Problem description: Report every line in the records below that holds the word "unprocessable".

Provided entries:
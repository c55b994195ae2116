//! Drink persistence.
//!
//! Each mutation runs in its own transaction. An early return drops the
//! transaction, which rolls it back and releases the connection.

use sqlx::SqlitePool;

use crate::errors::{AppError, AppResult};
use crate::models::drink::{DbDrink, Drink, Ingredient, NewDrink};

pub async fn list(pool: &SqlitePool) -> AppResult<Vec<Drink>> {
    let rows = sqlx::query_as::<_, DbDrink>("SELECT id, title, recipe FROM drinks ORDER BY id ASC")
        .fetch_all(pool)
        .await?;

    rows.into_iter().map(Drink::try_from).collect()
}

pub async fn get(pool: &SqlitePool, id: i64) -> AppResult<Option<Drink>> {
    sqlx::query_as::<_, DbDrink>("SELECT id, title, recipe FROM drinks WHERE id = ?")
        .bind(id)
        .fetch_optional(pool)
        .await?
        .map(Drink::try_from)
        .transpose()
}

pub async fn insert(pool: &SqlitePool, drink: &NewDrink) -> AppResult<Drink> {
    let recipe = encode_recipe(&drink.recipe)?;

    let mut tx = pool.begin().await?;
    let result = sqlx::query("INSERT INTO drinks (title, recipe) VALUES (?, ?)")
        .bind(&drink.title)
        .bind(&recipe)
        .execute(&mut *tx)
        .await?;
    tx.commit().await?;

    Ok(Drink {
        id: result.last_insert_rowid(),
        title: drink.title.clone(),
        recipe: drink.recipe.clone(),
    })
}

pub async fn update(pool: &SqlitePool, drink: &Drink) -> AppResult<()> {
    let recipe = encode_recipe(&drink.recipe)?;

    let mut tx = pool.begin().await?;
    let result = sqlx::query("UPDATE drinks SET title = ?, recipe = ? WHERE id = ?")
        .bind(&drink.title)
        .bind(&recipe)
        .bind(drink.id)
        .execute(&mut *tx)
        .await?;

    if result.rows_affected() == 0 {
        return Err(AppError::not_found(format!("drink {}", drink.id)));
    }
    tx.commit().await?;

    Ok(())
}

pub async fn delete(pool: &SqlitePool, drink: &Drink) -> AppResult<()> {
    let mut tx = pool.begin().await?;
    let result = sqlx::query("DELETE FROM drinks WHERE id = ?")
        .bind(drink.id)
        .execute(&mut *tx)
        .await?;

    if result.rows_affected() == 0 {
        return Err(AppError::not_found(format!("drink {}", drink.id)));
    }
    tx.commit().await?;

    Ok(())
}

fn encode_recipe(recipe: &[Ingredient]) -> AppResult<String> {
    serde_json::to_string(recipe).map_err(|err| AppError::internal(format!("failed to encode recipe: {err}")))
}
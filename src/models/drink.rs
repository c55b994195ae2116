use serde::{Deserialize, Serialize};
use sqlx::FromRow;
use utoipa::ToSchema;

use crate::errors::AppError;

#[derive(Debug, Clone, PartialEq, Eq, Serialize, Deserialize, ToSchema)]
pub struct Ingredient {
    #[schema(example = "espresso")]
    pub name: String,
    #[schema(example = "#6f4e37")]
    pub color: String,
    #[schema(example = 1)]
    pub parts: i64,
}

/// Ingredient as shown on the public menu: no name.
#[derive(Debug, Clone, PartialEq, Eq, Serialize, ToSchema)]
pub struct ShortIngredient {
    pub color: String,
    pub parts: i64,
}

impl From<&Ingredient> for ShortIngredient {
    fn from(value: &Ingredient) -> Self {
        Self {
            color: value.color.clone(),
            parts: value.parts,
        }
    }
}

#[derive(Debug, Clone, PartialEq, Eq)]
pub struct Drink {
    pub id: i64,
    pub title: String,
    pub recipe: Vec<Ingredient>,
}

#[derive(Debug, Clone, Serialize, ToSchema)]
pub struct ShortDrink {
    pub id: i64,
    pub title: String,
    pub recipe: Vec<ShortIngredient>,
}

#[derive(Debug, Clone, Serialize, ToSchema)]
pub struct LongDrink {
    pub id: i64,
    pub title: String,
    pub recipe: Vec<Ingredient>,
}

impl Drink {
    pub fn short(&self) -> ShortDrink {
        ShortDrink {
            id: self.id,
            title: self.title.clone(),
            recipe: self.recipe.iter().map(ShortIngredient::from).collect(),
        }
    }

    pub fn long(&self) -> LongDrink {
        LongDrink {
            id: self.id,
            title: self.title.clone(),
            recipe: self.recipe.clone(),
        }
    }
}

#[derive(Debug, Clone, FromRow)]
pub struct DbDrink {
    pub id: i64,
    pub title: String,
    /// JSON array of ingredients.
    pub recipe: String,
}

impl TryFrom<DbDrink> for Drink {
    type Error = AppError;

    fn try_from(value: DbDrink) -> Result<Self, Self::Error> {
        let recipe = serde_json::from_str(&value.recipe)
            .map_err(|err| AppError::internal(format!("drink {} has an unreadable recipe: {err}", value.id)))?;

        Ok(Drink {
            id: value.id,
            title: value.title,
            recipe,
        })
    }
}

/// A drink that has not been stored yet.
#[derive(Debug, Clone)]
pub struct NewDrink {
    pub title: String,
    pub recipe: Vec<Ingredient>,
}

/// Clients may send a single ingredient object instead of a list.
#[derive(Debug, Clone, Deserialize)]
#[serde(untagged)]
pub enum RecipeInput {
    Many(Vec<Ingredient>),
    One(Ingredient),
}

impl RecipeInput {
    pub fn into_recipe(self) -> Vec<Ingredient> {
        match self {
            RecipeInput::Many(ingredients) => ingredients,
            RecipeInput::One(ingredient) => vec![ingredient],
        }
    }
}

#[derive(Debug, Deserialize, ToSchema)]
pub struct DrinkCreateRequest {
    #[schema(example = "Flat White")]
    pub title: Option<String>,
    #[schema(value_type = Vec<Ingredient>)]
    pub recipe: Option<RecipeInput>,
}

impl DrinkCreateRequest {
    pub fn validate(self) -> Result<NewDrink, AppError> {
        let title = self
            .title
            .ok_or_else(|| AppError::unprocessable("title is required"))?;
        let title = non_empty_title(title)?;
        let recipe = self
            .recipe
            .ok_or_else(|| AppError::unprocessable("recipe is required"))?
            .into_recipe();

        Ok(NewDrink { title, recipe })
    }
}

#[derive(Debug, Deserialize, ToSchema)]
pub struct DrinkUpdateRequest {
    #[schema(example = "Double Flat White")]
    pub title: Option<String>,
    #[schema(value_type = Option<Vec<Ingredient>>)]
    pub recipe: Option<RecipeInput>,
}

impl DrinkUpdateRequest {
    /// Apply supplied fields to `drink`; absent fields are left as stored.
    pub fn apply_to(self, drink: &mut Drink) -> Result<(), AppError> {
        if let Some(title) = self.title {
            drink.title = non_empty_title(title)?;
        }
        if let Some(recipe) = self.recipe {
            drink.recipe = recipe.into_recipe();
        }
        Ok(())
    }
}

fn non_empty_title(title: String) -> Result<String, AppError> {
    if title.trim().is_empty() {
        return Err(AppError::unprocessable("title must not be empty"));
    }
    Ok(title)
}

#[derive(Debug, Serialize, ToSchema)]
pub struct ShortDrinksResponse {
    pub success: bool,
    pub drinks: Vec<ShortDrink>,
}

#[derive(Debug, Serialize, ToSchema)]
pub struct LongDrinksResponse {
    pub success: bool,
    pub drinks: Vec<LongDrink>,
}

#[derive(Debug, Serialize, ToSchema)]
pub struct DeleteDrinkResponse {
    pub success: bool,
    /// Id of the removed drink.
    pub delete: i64,
}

Response box:
            .ok_or_else(|| AppError::unprocessable("title is required"))?;
            .ok_or_else(|| AppError::unprocessable("recipe is required"))?
        return Err(AppError::unprocessable("title must not be empty"));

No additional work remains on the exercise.